J’ai mutilé le mythe d’où s’essoufflait vaine, Eurydice parlante, afin que jamais plus Orphée ne se retourne. Que sa lyre[1] résiste à la léchée des flammes du regard mâle. Que la fonte du Styx ne rive pas désir et noyade. Noyée et langue femme[2]. Que l’épilogue d’Orphée fasse mentir Dante, Hermès, et toute leur panoplie d’enfer. Les coulées d’encre rougeoyant de plus de deux millénaires d’étêtage du sujet courbe, tranché au ras des drapeaux du crachoir en course-poursuite contre cuisses et hérétiques, confondant galbes et chevelures à risques. J’inventerai la signifiance des gerbes flétries sous le sein tari par la sécheresse de nos drames. Car je n’ai ni la gueule ni la matrice à mettre au monde l’homme mort. Je refuse de servir d’objet aux massacres des mythes condamnant ma figure à baigner dans l’éternelle éclaboussure d’une femme trébuchant sur la première pelure comme la dernière catastrophe. Je ne me sens pas la colonne d’une actrice des précipices d’amour figurants au palmarès du verbe fait sexe. J’ai déjà gerbé ma chute à en découdre la phrase jusqu’au récit ambulatoire : je parle tout le temps, mais je ne sais pas répondre. C’est d’ailleurs pour ça que je parle tout le temps, pour empêcher qu’on me questionne. C’est ma façon d’être muette.[3]

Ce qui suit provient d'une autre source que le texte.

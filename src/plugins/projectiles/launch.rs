//! Launch consumer: spawn projectiles from `LaunchProjectile` requests.

use avian3d::prelude::*;
use bevy::prelude::*;
use bevy::state::state_scoped::DespawnOnExit;

use crate::common::math::look_rotation;
use crate::common::state::GameState;
use crate::common::tunables::Tunables;

use super::components::Projectile;
use super::messages::LaunchProjectile;

pub fn launch_projectiles(
    mut commands: Commands,
    mut launches: MessageReader<LaunchProjectile>,
    tunables: Res<Tunables>,
) {
    for req in launches.read() {
        let Some(velocity) = req.velocity() else {
            debug!("launch from {:?} dropped: no direction", req.instigator);
            continue;
        };

        let mut projectile = Projectile::new(velocity).with_flags(req.flags);
        projectile.instigator = req.instigator;

        let mut transform = Transform::from_translation(req.origin);
        if req.flags.rotates_to_velocity {
            if let Some(rotation) = look_rotation(velocity, tunables.forward) {
                transform.rotation = rotation;
            }
        }

        let mut entity = commands.spawn((
            Name::new("Projectile"),
            projectile,
            transform,
            RigidBody::Kinematic,
            Collider::sphere(req.trigger.radius),
            Sensor,
            req.trigger.layers(),
            req.trigger,
            // Avian only reports contacts for colliders that opt in.
            CollisionEventsEnabled,
            DespawnOnExit(GameState::InGame),
        ));
        if let Some(rigid) = req.rigid {
            entity.insert(rigid);
        }
        if let Some(hit) = req.hit {
            entity.insert(hit);
        }
        trace!("launched {:?} at {velocity}", entity.id());
    }
}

Eurydice vivante, c’est l’Antigone euthanasiée. L’éméchée gisant ventrue de paille au tableau de chasse des passions avortées. Prête à allumer. Que les volontés à perte fassent brûler leurs catins conformément à leurs largesses. Eurydice parlante, c’est l’Avariée proliférante. Cette relique diffuse de niaiseries qu’idiomes et compisseurs lui ont gracieusement accordée pour appeler son pauvre Orphée. Je l’userai brève et raide. Que s’entredévorent gangrènes endémiques et discours miséreux

Car je suis le bacille d’une prose asphyxiée. L’organe dément d’une contagion purulente. Du Styx embouteillé à rincer l’imbuvable. Décapant le rien à s’en démancher les nerfs. La cervelle jusqu’au manque. Total de raccord. D’ancre. De câblage. Je suis le corrosif et la morsure. La panse, la farce et l’autre ordure. Je suis fleuron fleuri d’ulcères. À chacun son adultère, son désordre au cul, son jean-foutre, son trou de mémoire. Voir(e) encore sa catin multipliée, mystificatrice et mystifiée, pressée au fer, avachie sur planche, pressurisée dry clean, bavée, bavant, viandée ou crue, blanchie à mort. Comme l’implosion d’un choeur factice, le panneau réclame de babioles d’apparat pour chairs rances, l’hommage maladif greffé aux litières agonisantes. Allongé au phrasé, trop tôt-trop tard, crevé essoufflé, trop long-trop court. L’aller du geste futile, le retour inutile. Suant noms communs et dérisoires, litanies chiantes, prière de répondre, vol à l’étalage, citation de la défonce, sévices aux sous-sols, atteinte aux semelles, séance de remords, cauchemar de services et siphon d’Histoire. Je suis l’Eurydice des mascarades, mensonge livide, respirateur des enfers et miroir pour antichambre incantatoire. Éclatée, éclatante, divine et femme, entière et massacrante, muette ou éraillée, grinçant à poil pour chanteurs désespérés. Je suis l’Ave des abattues, siège de consécration des amputées

Fille, mère et catin d’un royaume épouvanté

Je suis l’Eurydice femme, l’appel à inventer

[1]sa girouette, sa cothurne et son couteau
[2] sale
[3] John Cage, « 4’33 » », Four Minutes Thirty-Three Seconds, The Sound Corporation, 2010, 4min.33s.